The 72nd United Nations General Assembly (UNGA) theme, “Focusing on People: Striving for Peace and a Decent Life for All on a Sustainable Planet,” comes at a critical time as conflict and natural disasters increasingly displace children worldwide, forcing many children to abandon school in order to survive. Findings from the joint UNICEF-IOM publication, Harrowing Journeys: Children and youth on the move across the Mediterranean Sea, at risk of trafficking and exploitation, reaffirm that no matter where they are traveling from or to, children on the move are at risk of trafficking. However, education may be a promising tool for preventing child trafficking and exploitation, especially for those impacted by emergency.
123 million school-aged children are currently out of the classroom. Twenty percent of them have left school as a result of conflict. Additionally, exacerbated by climate change, the rise of natural disasters like hurricanes, droughts, and flooding has displaced countless other children worldwide. Barriers to education may have been prevalent in a child’s country prior to the onset of emergency; however, once on the move, opportunities to continue schooling become limited or non-existent. Even upon reaching a destination point, roadblocks such as language differences, lack of access to resources, teacher shortages, psychological trauma, financial instability, and legal barriers may prevent a child migrant or refugee from getting her/his education back on track.
Education is an undoubtedly powerful vehicle for empowerment that every child has the right to access. Not only can education help break cycles of poverty, but the Harrowing Journeys report suggests that education is critical for reducing the trafficking and exploitation of child migrants and refugees.
According to the report, 90% of uneducated youth traveling along the Central Mediterranean Route (marked in blue above) reported experiencing exploitation.
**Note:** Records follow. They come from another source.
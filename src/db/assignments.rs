//! Assignment trail: append and query
//!
//! Rows are only ever inserted. The `id` column is AUTOINCREMENT and every
//! insert happens inside the writer transaction that made the ownership
//! change, so id order is commit order.

use rusqlite::{params, Connection};

use super::models::{AssignmentRecord, NewAssignment};
use crate::error::TerritoryError;

/// Append one record, returning its id
pub(crate) fn append(conn: &Connection, entry: &NewAssignment<'_>, at: &str) -> Result<i64, TerritoryError> {
    conn.execute(
        "INSERT INTO assignments (city_id, agent_id, action, actor, reason, created_at)
         VALUES (?, ?, ?, ?, ?, ?)",
        params![
            entry.city_id,
            entry.agent_id,
            entry.action.as_str(),
            entry.actor.as_str(),
            entry.reason,
            at,
        ],
    )?;
    Ok(conn.last_insert_rowid())
}

/// Trail for one city, oldest first
pub fn list_for_city(conn: &Connection, city_id: &str, limit: u32) -> Result<Vec<AssignmentRecord>, TerritoryError> {
    query(
        conn,
        "SELECT * FROM assignments WHERE city_id = ? ORDER BY id ASC LIMIT ?",
        city_id,
        limit,
    )
}

/// Trail for one agent, oldest first
pub fn list_for_agent(conn: &Connection, agent_id: &str, limit: u32) -> Result<Vec<AssignmentRecord>, TerritoryError> {
    query(
        conn,
        "SELECT * FROM assignments WHERE agent_id = ? ORDER BY id ASC LIMIT ?",
        agent_id,
        limit,
    )
}

/// Records appended after `after_id`, oldest first
pub fn list_since(conn: &Connection, after_id: i64, limit: u32) -> Result<Vec<AssignmentRecord>, TerritoryError> {
    let mut stmt = conn.prepare("SELECT * FROM assignments WHERE id > ? ORDER BY id ASC LIMIT ?")?;
    let records = stmt
        .query_map(params![after_id, limit as i64], AssignmentRecord::from_row)?
        .collect::<Result<Vec<_>, _>>()?;
    Ok(records)
}

/// Highest record id so far (0 when the trail is empty)
pub fn latest_id(conn: &Connection) -> Result<i64, TerritoryError> {
    let id: i64 = conn.query_row("SELECT COALESCE(MAX(id), 0) FROM assignments", [], |row| row.get(0))?;
    Ok(id)
}

fn query(conn: &Connection, sql: &str, key: &str, limit: u32) -> Result<Vec<AssignmentRecord>, TerritoryError> {
    let mut stmt = conn.prepare(sql)?;
    let records = stmt
        .query_map(params![key, limit as i64], AssignmentRecord::from_row)?
        .collect::<Result<Vec<_>, _>>()?;
    Ok(records)
}
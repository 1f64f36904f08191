//! Periodic eviction sweep
//!
//! Runs [`EvictionService::sweep`] on a fixed interval until shutdown. The
//! sweep itself is blocking SQLite work, so each run goes through
//! `spawn_blocking`.

use std::sync::Arc;
use std::time::Duration;

use tokio::sync::broadcast;
use tokio::time::{interval, MissedTickBehavior};
use tracing::{error, info, warn};

use crate::config::EvictionConfig;
use crate::error::TerritoryError;
use crate::services::eviction_service::{EvictionService, SweepReport};

pub struct Sweeper {
    eviction: Arc<EvictionService>,
    config: EvictionConfig,
}

impl Sweeper {
    pub fn new(eviction: Arc<EvictionService>, config: EvictionConfig) -> Self {
        Self { eviction, config }
    }

    /// Run one sweep off the async runtime
    pub async fn sweep_once(&self) -> Result<SweepReport, TerritoryError> {
        let eviction = self.eviction.clone();
        let threshold_days = self.config.threshold_days;
        tokio::task::spawn_blocking(move || eviction.sweep(threshold_days))
            .await
            .map_err(|e| TerritoryError::Internal(format!("Sweep task panicked: {}", e)))?
    }

    /// Sweep every `sweep_interval_secs` until a shutdown signal arrives
    pub async fn run(self, mut shutdown: broadcast::Receiver<()>) {
        info!(
            interval_secs = self.config.sweep_interval_secs,
            threshold_days = self.config.threshold_days,
            sweep_on_start = self.config.sweep_on_start,
            "Sweeper started"
        );

        let mut tick = interval(Duration::from_secs(self.config.sweep_interval_secs));
        tick.set_missed_tick_behavior(MissedTickBehavior::Delay);

        // The first tick fires immediately
        if !self.config.sweep_on_start {
            tick.tick().await;
        }

        loop {
            tokio::select! {
                _ = tick.tick() => {
                    match self.sweep_once().await {
                        Ok(report) if !report.failures.is_empty() => {
                            warn!(
                                voided = report.voided.len(),
                                failures = report.failures.len(),
                                "Sweep finished with failures"
                            );
                        }
                        Ok(_) => {}
                        Err(e) => error!(error = %e, "Sweep failed"),
                    }
                }
                _ = shutdown.recv() => {
                    info!("Sweeper shutting down");
                    break;
                }
            }
        }
    }
}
In fact, young boys and men with no education were 28% more likely to experience exploitation than their counterparts with a secondary education or higher. These findings indicate that an investment in education helps protect children from traffickers if they find themselves on the move.
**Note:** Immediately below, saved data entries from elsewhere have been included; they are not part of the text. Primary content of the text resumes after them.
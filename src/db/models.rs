//! Row types for cities, agents and the assignment trail
//!
//! SQLite stores timestamps as fixed-width RFC 3339 TEXT (see
//! [`crate::clock::to_db_timestamp`]) and booleans as 0/1 INTEGER.

use std::fmt;
use std::str::FromStr;

use chrono::{DateTime, Utc};
use rusqlite::Row;
use serde::{Deserialize, Serialize};

use crate::clock::from_db_timestamp;
use crate::error::TerritoryError;
use crate::void_placement::VoidPlacement;

// ============================================================================
// Actors
// ============================================================================

/// Who performed an allocation change.
#[derive(Debug, Clone, PartialEq, Eq, Hash, Serialize, Deserialize)]
#[serde(into = "String", try_from = "String")]
pub enum Actor {
    /// An agent claiming for itself during registration or relocation.
    SelfRegistration,
    /// Automated jobs such as the eviction sweep.
    System,
    /// A named administrator.
    Admin(String),
}

pub mod actors {
    pub const SELF_REGISTRATION: &str = "self-registration";
    pub const SYSTEM: &str = "system";
}

impl Actor {
    pub fn admin(id: impl Into<String>) -> Result<Self, TerritoryError> {
        let id = id.into();
        let trimmed = id.trim();
        if trimmed.is_empty() {
            return Err(TerritoryError::InvalidInput("Admin id must not be empty".into()));
        }
        if trimmed == actors::SELF_REGISTRATION || trimmed == actors::SYSTEM {
            return Err(TerritoryError::InvalidInput(format!(
                "'{}' is reserved and cannot be used as an admin id",
                trimmed
            )));
        }
        Ok(Actor::Admin(trimmed.to_string()))
    }

    pub fn is_admin(&self) -> bool {
        matches!(self, Actor::Admin(_))
    }

    pub fn as_str(&self) -> &str {
        match self {
            Actor::SelfRegistration => actors::SELF_REGISTRATION,
            Actor::System => actors::SYSTEM,
            Actor::Admin(id) => id,
        }
    }
}

impl fmt::Display for Actor {
    fn fmt(&self, f: &mut fmt::Formatter<'_>) -> fmt::Result {
        f.write_str(self.as_str())
    }
}

impl FromStr for Actor {
    type Err = TerritoryError;

    fn from_str(s: &str) -> Result<Self, Self::Err> {
        match s {
            actors::SELF_REGISTRATION => Ok(Actor::SelfRegistration),
            actors::SYSTEM => Ok(Actor::System),
            other => Actor::admin(other),
        }
    }
}

impl From<Actor> for String {
    fn from(actor: Actor) -> Self {
        actor.as_str().to_string()
    }
}

impl TryFrom<String> for Actor {
    type Error = TerritoryError;

    fn try_from(value: String) -> Result<Self, Self::Error> {
        value.parse()
    }
}

// ============================================================================
// Assignment actions
// ============================================================================

/// Kind of ownership change recorded in the assignment trail.
#[derive(Debug, Clone, Copy, PartialEq, Eq, Hash, Serialize, Deserialize)]
#[serde(rename_all = "kebab-case")]
pub enum AssignmentAction {
    Claimed,
    Released,
    Voided,
    AdministrativeOverride,
}

impl AssignmentAction {
    pub const ALL: [AssignmentAction; 4] = [
        AssignmentAction::Claimed,
        AssignmentAction::Released,
        AssignmentAction::Voided,
        AssignmentAction::AdministrativeOverride,
    ];

    pub fn as_str(&self) -> &'static str {
        match self {
            AssignmentAction::Claimed => "claimed",
            AssignmentAction::Released => "released",
            AssignmentAction::Voided => "voided",
            AssignmentAction::AdministrativeOverride => "administrative-override",
        }
    }
}

impl fmt::Display for AssignmentAction {
    fn fmt(&self, f: &mut fmt::Formatter<'_>) -> fmt::Result {
        f.write_str(self.as_str())
    }
}

impl FromStr for AssignmentAction {
    type Err = TerritoryError;

    fn from_str(s: &str) -> Result<Self, Self::Err> {
        AssignmentAction::ALL
            .iter()
            .find(|action| action.as_str() == s)
            .copied()
            .ok_or_else(|| TerritoryError::InvalidInput(format!("Unknown assignment action: {}", s)))
    }
}

// ============================================================================
// Cities
// ============================================================================

/// A claimable city from the catalog.
#[derive(Debug, Clone, PartialEq, Serialize, Deserialize)]
pub struct City {
    pub id: String,
    pub country_code: String,
    pub name: String,
    pub latitude: f64,
    pub longitude: f64,
    pub reserved: bool,
    pub owner_id: Option<String>,
    pub claimed_at: Option<String>,
    pub created_at: String,
}

impl City {
    pub(crate) fn from_row(row: &Row) -> Result<Self, rusqlite::Error> {
        Ok(Self {
            id: row.get("id")?,
            country_code: row.get("country_code")?,
            name: row.get("name")?,
            latitude: row.get("latitude")?,
            longitude: row.get("longitude")?,
            reserved: row.get::<_, i64>("reserved")? != 0,
            owner_id: row.get("owner_id")?,
            claimed_at: row.get("claimed_at")?,
            created_at: row.get("created_at")?,
        })
    }

    /// Open for self-service claim.
    pub fn is_eligible(&self) -> bool {
        !self.reserved && self.owner_id.is_none()
    }
}

/// Catalog entry as loaded from a seed file.
#[derive(Debug, Clone, Deserialize, Serialize)]
pub struct NewCity {
    pub id: String,
    pub country_code: String,
    pub name: String,
    pub latitude: f64,
    pub longitude: f64,
    #[serde(default)]
    pub reserved: bool,
}

// ============================================================================
// Agents
// ============================================================================

/// What an agent currently occupies.
#[derive(Debug, Clone, PartialEq, Serialize, Deserialize)]
#[serde(tag = "kind", rename_all = "snake_case")]
pub enum Territory {
    Unassigned,
    City { city_id: String },
    Void(VoidPlacement),
}

impl Territory {
    pub fn city_id(&self) -> Option<&str> {
        match self {
            Territory::City { city_id } => Some(city_id),
            _ => None,
        }
    }
}

/// A registered agent.
#[derive(Debug, Clone, PartialEq, Serialize, Deserialize)]
pub struct Agent {
    pub id: String,
    pub display_name: Option<String>,
    pub territory: Territory,
    pub voided: bool,
    pub voided_at: Option<String>,
    pub last_liveness_at: Option<DateTime<Utc>>,
    pub created_at: String,
}

impl Agent {
    pub(crate) fn from_row(row: &Row) -> Result<Self, rusqlite::Error> {
        let voided = row.get::<_, i64>("voided")? != 0;
        let city_id: Option<String> = row.get("city_id")?;
        let void_zone: Option<String> = row.get("void_zone")?;

        let territory = match (voided, city_id, void_zone) {
            (true, _, Some(zone)) => Territory::Void(VoidPlacement {
                zone,
                latitude: row.get::<_, Option<f64>>("void_latitude")?.unwrap_or_default(),
                longitude: row.get::<_, Option<f64>>("void_longitude")?.unwrap_or_default(),
            }),
            (_, Some(city_id), _) => Territory::City { city_id },
            _ => Territory::Unassigned,
        };

        let last_liveness: Option<String> = row.get("last_liveness_at")?;

        Ok(Self {
            id: row.get("id")?,
            display_name: row.get("display_name")?,
            territory,
            voided,
            voided_at: row.get("voided_at")?,
            last_liveness_at: last_liveness.as_deref().and_then(from_db_timestamp),
            created_at: row.get("created_at")?,
        })
    }
}

// ============================================================================
// Assignment trail
// ============================================================================

/// One append-only entry in the assignment trail.
#[derive(Debug, Clone, PartialEq, Serialize, Deserialize)]
pub struct AssignmentRecord {
    pub id: i64,
    pub city_id: Option<String>,
    pub agent_id: Option<String>,
    pub action: AssignmentAction,
    pub actor: Actor,
    pub reason: String,
    pub created_at: String,
}

impl AssignmentRecord {
    pub(crate) fn from_row(row: &Row) -> Result<Self, rusqlite::Error> {
        let action: String = row.get("action")?;
        let actor: String = row.get("actor")?;
        Ok(Self {
            id: row.get("id")?,
            city_id: row.get("city_id")?,
            agent_id: row.get("agent_id")?,
            action: action.parse().map_err(conversion_error)?,
            actor: actor.parse().map_err(conversion_error)?,
            reason: row.get("reason")?,
            created_at: row.get("created_at")?,
        })
    }
}

fn conversion_error(e: TerritoryError) -> rusqlite::Error {
    rusqlite::Error::FromSqlConversionFailure(0, rusqlite::types::Type::Text, Box::new(e))
}

/// Assignment entry about to be appended.
#[derive(Debug, Clone)]
pub struct NewAssignment<'a> {
    pub city_id: Option<&'a str>,
    pub agent_id: Option<&'a str>,
    pub action: AssignmentAction,
    pub actor: &'a Actor,
    pub reason: &'a str,
}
Schooling not only protects children while they are in transit, but can prevent trafficking and exploitation once they have reached their destination. Many child migrants and refugees must financially support themselves and/or their families, but lack of education can greatly reduce job opportunities. According to Harrowing Journeys, this can leave child migrants susceptible to trafficking and forced labor:
“Legally prevented from working because of age or migration status, [children on the move] … may resort to work that is less visible – and tends to be more dangerous and potentially exploitative. High fees charged by smugglers may also force adolescents and youth to seek any work they can find, or may require them to work in lieu of payment, or to incur debts. If they have trouble paying these debts, smugglers may force them to work or hand them over to traffickers.”
Finding ways to continue schooling can help to ensure that children are qualified for jobs in sectors that are subject to oversight and regulation. Additionally, building safe and legal migration channels can prevent children on the move from being forced to turn to smugglers or traffickers in order to reach their destinations. Doing so increases the chances that child migrants and refugees will have a chance to resume their studies and realize their academic and professional potentials.
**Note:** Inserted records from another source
//! City catalog queries and seeding

use rusqlite::{params, Connection, OptionalExtension};
use serde::Serialize;
use tracing::debug;

use super::models::{City, NewCity};
use crate::error::{CountryAvailability, TerritoryError};

/// Get a city by ID
pub fn get_city(conn: &Connection, id: &str) -> Result<Option<City>, TerritoryError> {
    let city = conn
        .query_row("SELECT * FROM cities WHERE id = ?", params![id], City::from_row)
        .optional()?;
    Ok(city)
}

/// List cities, optionally restricted to one country
pub fn list_cities(conn: &Connection, country_code: Option<&str>) -> Result<Vec<City>, TerritoryError> {
    let mut stmt = conn.prepare(
        "SELECT * FROM cities WHERE (?1 IS NULL OR country_code = ?1) ORDER BY country_code, name",
    )?;
    let cities = stmt
        .query_map(params![country_code], City::from_row)?
        .collect::<Result<Vec<_>, _>>()?;
    Ok(cities)
}

/// Unreserved, unowned cities in a country
pub fn list_eligible(conn: &Connection, country_code: &str) -> Result<Vec<City>, TerritoryError> {
    let mut stmt = conn.prepare(
        "SELECT * FROM cities
         WHERE country_code = ? AND reserved = 0 AND owner_id IS NULL
         ORDER BY id",
    )?;
    let cities = stmt
        .query_map(params![country_code], City::from_row)?
        .collect::<Result<Vec<_>, _>>()?;
    debug!(country_code, count = cities.len(), "Listed eligible cities");
    Ok(cities)
}

/// Countries that still have eligible cities, most available first
pub fn country_availability(conn: &Connection) -> Result<Vec<CountryAvailability>, TerritoryError> {
    let mut stmt = conn.prepare(
        "SELECT country_code, COUNT(*) AS eligible FROM cities
         WHERE reserved = 0 AND owner_id IS NULL
         GROUP BY country_code
         ORDER BY eligible DESC, country_code ASC",
    )?;
    let rows = stmt
        .query_map([], |row| {
            Ok(CountryAvailability {
                country_code: row.get(0)?,
                eligible: row.get::<_, i64>(1)? as u64,
            })
        })?
        .collect::<Result<Vec<_>, _>>()?;
    Ok(rows)
}

/// Result of a bulk seed
#[derive(Debug, Clone, Serialize)]
pub struct BulkResult {
    pub inserted: u64,
    pub skipped: u64,
    pub errors: Vec<String>,
}

/// Insert catalog entries, skipping ids that already exist
pub fn insert_cities(
    conn: &mut Connection,
    items: Vec<NewCity>,
    created_at: &str,
) -> Result<BulkResult, TerritoryError> {
    let tx = conn.transaction()?;

    let mut inserted = 0u64;
    let mut skipped = 0u64;
    let mut errors = vec![];

    for input in items {
        if let Err(reason) = validate_city(&input) {
            errors.push(format!("{}: {}", input.id, reason));
            continue;
        }

        let changes = tx.execute(
            "INSERT OR IGNORE INTO cities (id, country_code, name, latitude, longitude, reserved, created_at)
             VALUES (?, ?, ?, ?, ?, ?, ?)",
            params![
                input.id,
                input.country_code.to_uppercase(),
                input.name,
                input.latitude,
                input.longitude,
                input.reserved as i64,
                created_at,
            ],
        );

        match changes {
            Ok(0) => skipped += 1,
            Ok(_) => inserted += 1,
            Err(e) => errors.push(format!("{}: {}", input.id, e)),
        }
    }

    tx.commit()?;

    Ok(BulkResult {
        inserted,
        skipped,
        errors,
    })
}

fn validate_city(input: &NewCity) -> Result<(), String> {
    if input.id.trim().is_empty() {
        return Err("id must not be empty".into());
    }
    if input.country_code.trim().is_empty() {
        return Err("country_code must not be empty".into());
    }
    if !(-90.0..=90.0).contains(&input.latitude) {
        return Err(format!("latitude {} out of range", input.latitude));
    }
    if !(-180.0..=180.0).contains(&input.longitude) {
        return Err(format!("longitude {} out of range", input.longitude));
    }
    Ok(())
}

/// Flip the reserved flag. Returns false if the city does not exist.
pub fn set_reserved(conn: &Connection, id: &str, reserved: bool) -> Result<bool, TerritoryError> {
    let changes = conn.execute(
        "UPDATE cities SET reserved = ? WHERE id = ?",
        params![reserved as i64, id],
    )?;
    Ok(changes > 0)
}

/// Take ownership only if the city is still vacant at write time.
///
/// Returns false when someone else got there first.
pub(crate) fn set_owner_if_vacant(
    conn: &Connection,
    city_id: &str,
    agent_id: &str,
    at: &str,
) -> Result<bool, TerritoryError> {
    let changes = conn.execute(
        "UPDATE cities SET owner_id = ?, claimed_at = ? WHERE id = ? AND owner_id IS NULL",
        params![agent_id, at, city_id],
    )?;
    Ok(changes == 1)
}

/// Clear ownership if `agent_id` is the current owner.
pub(crate) fn clear_owner(conn: &Connection, city_id: &str, agent_id: &str) -> Result<bool, TerritoryError> {
    let changes = conn.execute(
        "UPDATE cities SET owner_id = NULL, claimed_at = NULL WHERE id = ? AND owner_id = ?",
        params![city_id, agent_id],
    )?;
    Ok(changes == 1)
}
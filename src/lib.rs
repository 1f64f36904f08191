//! Territory Engine - exclusive city ownership with liveness-based eviction
//!
//! Agents claim cities from a fixed catalog. Each city has at most one owner
//! and each agent holds at most one city. Agents must keep proving liveness;
//! the sweeper permanently voids agents that go quiet past the eviction
//! threshold, releasing their city and parking them at a deterministic
//! ocean coordinate.
//!
//! ## Components
//!
//! | Component | Module |
//! |-----------|--------|
//! | Resource catalog | [`services::catalog_service`], [`db::cities`] |
//! | Allocation engine | [`services::allocation_service`], [`db::allocation`] |
//! | Liveness tracker | [`services::liveness_service`] |
//! | Eviction sweeper | [`services::eviction_service`], [`sweeper`] |
//! | Void placement | [`void_placement`] |
//! | Assignment trail | [`services::audit_service`], [`db::assignments`] |
//! | Notifications | [`services::events`] |
//!
//! ## Storage Layout
//!
//! ```text
//! ~/.local/share/territory-engine/
//! ├── territory.db        # SQLite (WAL): cities, agents, assignments
//! └── config.toml         # Configuration
//! ```

pub mod clock;
pub mod config;
pub mod db;
pub mod error;
pub mod services;
pub mod sweeper;
pub mod void_placement;

// Re-exports
pub use clock::{Clock, ManualClock, SystemClock};
pub use config::{Config, EvictionConfig, RegistrationConfig};
pub use db::{Actor, Agent, AssignmentAction, AssignmentRecord, City, NewCity, Territory, TerritoryDb};
pub use error::{CountryAvailability, TerritoryError};
pub use services::{Services, SweepReport, TerritoryEvent};
pub use sweeper::Sweeper;
pub use void_placement::{void_placement, VoidPlacement};
//! Eviction service - voids agents that stopped proving liveness
//!
//! A sweep reads its candidates from the last committed state, then voids
//! each one in its own transaction through the allocation service. Each
//! void re-checks inactivity at commit time, so an agent that sent a
//! heartbeat mid-sweep is skipped rather than evicted. One agent's failure
//! never stops the rest of the batch.

use std::sync::Arc;

use chrono::{DateTime, Duration, Utc};
use serde::Serialize;
use tracing::{info, warn};

use crate::clock::{to_db_timestamp, Clock};
use crate::db::{agents, Actor, TerritoryDb};
use crate::error::TerritoryError;
use crate::void_placement::void_placement;

use super::allocation_service::AllocationService;

/// Why a candidate was left alone
#[derive(Debug, Clone, Copy, PartialEq, Eq, Serialize)]
#[serde(rename_all = "snake_case")]
pub enum SkipReason {
    /// Proved liveness between selection and commit
    StillActive,
    /// Voided by a concurrent sweep
    AlreadyVoided,
}

#[derive(Debug, Clone, Serialize)]
pub struct SkippedAgent {
    pub agent_id: String,
    pub reason: SkipReason,
}

#[derive(Debug, Clone, Serialize)]
pub struct SweepFailure {
    pub agent_id: String,
    pub error: String,
}

/// Result of one sweep
#[derive(Debug, Clone, Serialize)]
pub struct SweepReport {
    pub threshold_days: u32,
    pub swept_at: String,
    pub candidates: usize,
    pub voided: Vec<String>,
    pub skipped: Vec<SkippedAgent>,
    pub failures: Vec<SweepFailure>,
}

pub struct EvictionService {
    db: Arc<TerritoryDb>,
    allocation: Arc<AllocationService>,
    clock: Arc<dyn Clock>,
}

impl EvictionService {
    pub fn new(db: Arc<TerritoryDb>, allocation: Arc<AllocationService>, clock: Arc<dyn Clock>) -> Self {
        Self { db, allocation, clock }
    }

    /// Void every non-voided agent with at least `threshold_days` of
    /// inactivity (or none recorded at all).
    pub fn sweep(&self, threshold_days: u32) -> Result<SweepReport, TerritoryError> {
        let now = self.clock.now();
        let cutoff_stamp = to_db_timestamp(inactivity_cutoff(now, threshold_days));

        let candidates: Vec<String> = self
            .db
            .with_conn(|conn| agents::list_inactive_since(conn, &cutoff_stamp))?
            .into_iter()
            .map(|agent| agent.id)
            .collect();

        info!(threshold_days, candidates = candidates.len(), "Starting eviction sweep");
        let report = self.void_candidates(candidates, threshold_days, now);
        info!(
            voided = report.voided.len(),
            skipped = report.skipped.len(),
            failures = report.failures.len(),
            "Eviction sweep finished"
        );
        Ok(report)
    }

    /// Void each candidate in its own transaction. The candidate list may
    /// be stale by now; the commit-time checks sort out who is still due.
    fn void_candidates(&self, candidates: Vec<String>, threshold_days: u32, now: DateTime<Utc>) -> SweepReport {
        let cutoff = inactivity_cutoff(now, threshold_days);
        let reason = format!("no liveness for {} days", threshold_days);
        let mut report = SweepReport {
            threshold_days,
            swept_at: to_db_timestamp(now),
            candidates: candidates.len(),
            voided: Vec::new(),
            skipped: Vec::new(),
            failures: Vec::new(),
        };

        for agent_id in candidates {
            let placement = void_placement(&agent_id);
            match self
                .allocation
                .void_if_inactive(&agent_id, &placement, &Actor::System, &reason, cutoff)
            {
                Ok(Some(_)) => report.voided.push(agent_id),
                Ok(None) => report.skipped.push(SkippedAgent {
                    agent_id,
                    reason: SkipReason::StillActive,
                }),
                Err(TerritoryError::AlreadyVoided(_)) => report.skipped.push(SkippedAgent {
                    agent_id,
                    reason: SkipReason::AlreadyVoided,
                }),
                Err(e) => {
                    warn!(agent_id = %agent_id, error = %e, "Failed to void agent");
                    report.failures.push(SweepFailure {
                        agent_id,
                        error: e.to_string(),
                    });
                }
            }
        }

        report
    }
}

fn inactivity_cutoff(now: DateTime<Utc>, threshold_days: u32) -> DateTime<Utc> {
    now - Duration::days(i64::from(threshold_days))
}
The UNGA’s theme, “Focusing on People: Striving for Peace and a Decent Life for All on a Sustainable Planet,” calls upon the global community to find human-centered solutions to peace and prosperity for everyone. Despite the fact that millions of children are currently fleeing or caught in the midst of emergencies, education offers a critical for tool for protecting children’s futures before, during, and after crisis. Even though children on the move may be difficult to reach, it is nevertheless crucial that individuals, organizations, and governments take the steps necessary to ensure that all children—including the world’s most vulnerable—receive the life-saving education they need and deserve.
Here are some crucial steps that can be taken to support education and prevent the trafficking of children on the move:
- Only 3.6% of humanitarian appeals are directed towards education. Research and support organizations that prioritize education for those most at risk of trafficking, including children on the move. For example, No Lost Generation is prioritizing access to education for approximately 1.3 million children impacted by crises in Syria and Iraq.
- Tell Congress that you stand with UNICEF USA in defending the Protecting Girls’ Access to Education Act and the Dream Act. You can also Tweet your support for Dreamers here.
- Learn more about what human trafficking is and how to recognize the signs. Encourage local law enforcement, teachers, and community members to learn the signs, too.
Organizations and Governments
- Create child-friendly spaces for children on the move in coordination with local community partners and youth voices.
- Develop multi-lingual and multi-media messaging for child migrants on the dangers of trafficking. Cater these to varying degrees of literacy and language proficiency.
- Train law enforcement, service providers, and teachers to recognize the signs of a child that has been trafficked.
- Strengthen and expand services for child migrants and refugees at points of origin, transit, and destination, including access to education, financial, and psychosocial services.
- Promote policies that protect children from trafficking and criminalize those that would seek to exploit them.